基于上述观察，我们开发了一种专为工艺样本设计的快速、简便且准确的检测方法，其核心优势在于精密度高、速度快、结果准确，尤其是操作简单。

我们的突破性方法融合了 DNA 杂交、免疫化学与生物膜干涉技术，流程简化为两步：在同一试管内完成裂解与杂交后，使用生物传感器进行检测。

该方法的核心是两条寡核苷酸探针：一条约 40 nt 的荧光素标记探针和一条 40 nt 的 SuPlex 探针。SuPlex 寡核苷酸包含一段 30 个胸腺嘧啶的序列，其 5′ 端和 3′ 端均标记有生物素。探针的靶区域可位于目标基因（GOI）或启动子/增强子区域内。裂解与杂交步骤包括在 95°C 加热后迅速冷却至 50°C。最终杂交样本使用抗荧光素生物传感器进行定量。

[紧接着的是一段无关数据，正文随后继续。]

//! Object metadata (`pbcc_objects_api.c`, `SPEC_FULL.md` §4): UUID and
//! channel metadata CRUD. Membership/member list variants are out of
//! scope for this port (see `DESIGN.md` Open Questions).

use pn_protocol::Outcome;

use crate::config::PubNubConfig;
use crate::fsm::Request;
use crate::sign::QueryBuilder;

pub fn get_uuid_metadata(config: &PubNubConfig, uuid: &str, now_unix: i64) -> Request {
    let path = format!(
        "/v2/objects/{sub_key}/uuids/{uuid}",
        sub_key = config.keys.subscribe_key,
        uuid = crate::sign::percent_encode(uuid),
    );
    super::build_request(config, "GET", path, QueryBuilder::new(config), None, now_unix)
}

pub fn set_uuid_metadata(config: &PubNubConfig, uuid: &str, metadata_json: &str, now_unix: i64) -> Request {
    let path = format!(
        "/v2/objects/{sub_key}/uuids/{uuid}",
        sub_key = config.keys.subscribe_key,
        uuid = crate::sign::percent_encode(uuid),
    );
    super::build_request(
        config,
        "PATCH",
        path,
        QueryBuilder::new(config),
        Some(metadata_json.as_bytes().to_vec()),
        now_unix,
    )
}

pub fn remove_uuid_metadata(config: &PubNubConfig, uuid: &str, now_unix: i64) -> Request {
    let path = format!(
        "/v2/objects/{sub_key}/uuids/{uuid}",
        sub_key = config.keys.subscribe_key,
        uuid = crate::sign::percent_encode(uuid),
    );
    super::build_request(config, "DELETE", path, QueryBuilder::new(config), None, now_unix)
}

pub fn get_channel_metadata(config: &PubNubConfig, channel: &str, now_unix: i64) -> Request {
    let path = format!(
        "/v2/objects/{sub_key}/channels/{chan}",
        sub_key = config.keys.subscribe_key,
        chan = crate::sign::percent_encode(channel),
    );
    super::build_request(config, "GET", path, QueryBuilder::new(config), None, now_unix)
}

pub fn set_channel_metadata(config: &PubNubConfig, channel: &str, metadata_json: &str, now_unix: i64) -> Request {
    let path = format!(
        "/v2/objects/{sub_key}/channels/{chan}",
        sub_key = config.keys.subscribe_key,
        chan = crate::sign::percent_encode(channel),
    );
    super::build_request(
        config,
        "PATCH",
        path,
        QueryBuilder::new(config),
        Some(metadata_json.as_bytes().to_vec()),
        now_unix,
    )
}

pub fn remove_channel_metadata(config: &PubNubConfig, channel: &str, now_unix: i64) -> Request {
    let path = format!(
        "/v2/objects/{sub_key}/channels/{chan}",
        sub_key = config.keys.subscribe_key,
        chan = crate::sign::percent_encode(channel),
    );
    super::build_request(config, "DELETE", path, QueryBuilder::new(config), None, now_unix)
}

pub fn parse_response(body: &[u8]) -> Result<serde_json::Value, Outcome> {
    let data = super::parse_generic(body).map_err(|_| Outcome::ObjectsApiError)?;
    serde_json::from_slice(data).map_err(|_| Outcome::FormatError)
}

#[cfg(test)]
mod tests {
    use super::*;
    use crate::config::Keyset;

    #[test]
    fn uuid_metadata_paths_are_distinct_from_channel_metadata() {
        let cfg = PubNubConfig::new(Keyset::new("demo", "demo"), "alice");
        let uuid_req = get_uuid_metadata(&cfg, "u1", 0);
        let chan_req = get_channel_metadata(&cfg, "c1", 0);
        assert!(uuid_req.path_and_query.contains("/uuids/u1"));
        assert!(chan_req.path_and_query.contains("/channels/c1"));
    }

    #[test]
    fn set_metadata_is_patch_with_body() {
        let cfg = PubNubConfig::new(Keyset::new("demo", "demo"), "alice");
        let req = set_uuid_metadata(&cfg, "u1", r#"{"name":"Alice"}"#, 0);
        assert_eq!(req.method, "PATCH");
        assert!(req.body.is_some());
    }
}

该检测方法的定量动态范围为 5E+9 至 5E+12，精密度在 3% 至 9% 之间，检测时间仅需 30 分钟。方法本身具有强稳健性，兼容 DNase1、蛋白酶 K、外源 DNA、PCR 抑制剂及工艺缓冲液，非常适用于研发与生产环节。尤为独特的是，该方法能够分别定量包装基因组的正链与负链。此外，我们使用针对 GFP、CMV 启动子、CMV 增强子和 SV40 区域的寡核苷酸探针获得的初步数据，显示了评估基因组完整性的潜力。

因此，虽然 qPCR 和 ddPCR 目前是 AAV 基因组滴度检测的主要工具，但本文所述的 DNA 杂交-生物膜干涉技术方法相较于 PCR 方法展现出显著优势。其能够通过提供链特异性滴度更深入地表征包装基因组内容物，并对多种抑制因子具有强耐受性，使其在研发与生产环境中均具有重要价值。进一步地，我们已将相同方法应用于慢病毒的直接 RNA 滴度检测，无需反转录步骤。